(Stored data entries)
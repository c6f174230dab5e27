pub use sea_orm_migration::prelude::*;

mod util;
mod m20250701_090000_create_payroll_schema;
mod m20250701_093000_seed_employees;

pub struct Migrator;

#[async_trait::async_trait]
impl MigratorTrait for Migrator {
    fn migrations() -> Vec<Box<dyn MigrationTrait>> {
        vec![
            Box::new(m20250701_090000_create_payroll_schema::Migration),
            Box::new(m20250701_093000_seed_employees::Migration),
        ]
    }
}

...

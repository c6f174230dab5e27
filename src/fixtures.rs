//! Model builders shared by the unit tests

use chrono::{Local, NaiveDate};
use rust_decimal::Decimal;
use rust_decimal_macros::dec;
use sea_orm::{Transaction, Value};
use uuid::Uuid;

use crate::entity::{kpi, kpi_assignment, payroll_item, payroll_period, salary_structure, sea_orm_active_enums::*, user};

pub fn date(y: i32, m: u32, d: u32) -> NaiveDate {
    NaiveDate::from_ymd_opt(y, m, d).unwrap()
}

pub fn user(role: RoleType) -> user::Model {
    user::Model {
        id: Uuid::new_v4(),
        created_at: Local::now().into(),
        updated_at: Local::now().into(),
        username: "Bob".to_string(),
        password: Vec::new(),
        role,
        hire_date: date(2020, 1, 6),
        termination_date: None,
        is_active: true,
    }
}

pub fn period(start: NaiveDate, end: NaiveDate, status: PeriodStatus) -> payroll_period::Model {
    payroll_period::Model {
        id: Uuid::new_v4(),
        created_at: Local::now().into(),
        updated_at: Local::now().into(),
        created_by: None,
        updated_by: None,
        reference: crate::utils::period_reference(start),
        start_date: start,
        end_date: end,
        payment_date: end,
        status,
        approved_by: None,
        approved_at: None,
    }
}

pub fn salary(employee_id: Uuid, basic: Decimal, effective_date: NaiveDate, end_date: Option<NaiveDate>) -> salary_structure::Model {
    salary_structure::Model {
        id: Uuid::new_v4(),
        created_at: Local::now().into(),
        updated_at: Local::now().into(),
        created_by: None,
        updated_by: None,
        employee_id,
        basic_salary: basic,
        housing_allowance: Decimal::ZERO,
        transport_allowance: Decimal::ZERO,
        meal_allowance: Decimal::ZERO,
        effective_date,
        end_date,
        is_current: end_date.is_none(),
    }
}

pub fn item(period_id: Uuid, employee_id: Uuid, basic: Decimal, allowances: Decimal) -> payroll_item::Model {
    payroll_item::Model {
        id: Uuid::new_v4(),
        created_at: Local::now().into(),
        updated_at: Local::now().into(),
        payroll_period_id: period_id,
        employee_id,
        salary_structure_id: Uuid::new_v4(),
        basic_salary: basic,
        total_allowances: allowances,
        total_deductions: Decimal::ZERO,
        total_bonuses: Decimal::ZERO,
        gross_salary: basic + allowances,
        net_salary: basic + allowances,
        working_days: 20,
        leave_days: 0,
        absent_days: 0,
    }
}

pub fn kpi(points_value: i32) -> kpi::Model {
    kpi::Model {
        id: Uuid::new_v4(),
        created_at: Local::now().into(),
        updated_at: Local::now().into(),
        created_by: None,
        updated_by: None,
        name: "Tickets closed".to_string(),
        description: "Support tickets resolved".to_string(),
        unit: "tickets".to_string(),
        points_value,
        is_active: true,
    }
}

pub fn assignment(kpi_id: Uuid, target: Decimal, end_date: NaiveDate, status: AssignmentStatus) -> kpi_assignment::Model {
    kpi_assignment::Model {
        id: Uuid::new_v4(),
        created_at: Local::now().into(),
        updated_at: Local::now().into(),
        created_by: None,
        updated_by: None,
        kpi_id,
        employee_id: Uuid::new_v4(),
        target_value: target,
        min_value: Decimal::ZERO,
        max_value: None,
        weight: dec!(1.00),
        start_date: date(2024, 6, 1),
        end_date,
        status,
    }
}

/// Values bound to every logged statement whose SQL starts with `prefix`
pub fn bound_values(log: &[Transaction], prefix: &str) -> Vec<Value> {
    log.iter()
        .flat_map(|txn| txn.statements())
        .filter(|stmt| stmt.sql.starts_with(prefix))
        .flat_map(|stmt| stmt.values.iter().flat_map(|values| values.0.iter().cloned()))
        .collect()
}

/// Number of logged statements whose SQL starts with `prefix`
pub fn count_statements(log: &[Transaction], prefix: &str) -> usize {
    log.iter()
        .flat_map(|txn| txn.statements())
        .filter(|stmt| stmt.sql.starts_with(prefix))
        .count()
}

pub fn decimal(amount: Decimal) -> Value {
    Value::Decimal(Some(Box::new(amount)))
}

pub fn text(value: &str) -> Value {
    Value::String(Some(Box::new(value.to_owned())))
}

Exercise objective:
A single number is the whole answer: please count how many lines of the records above include the string "role".

Response to this exercise:
2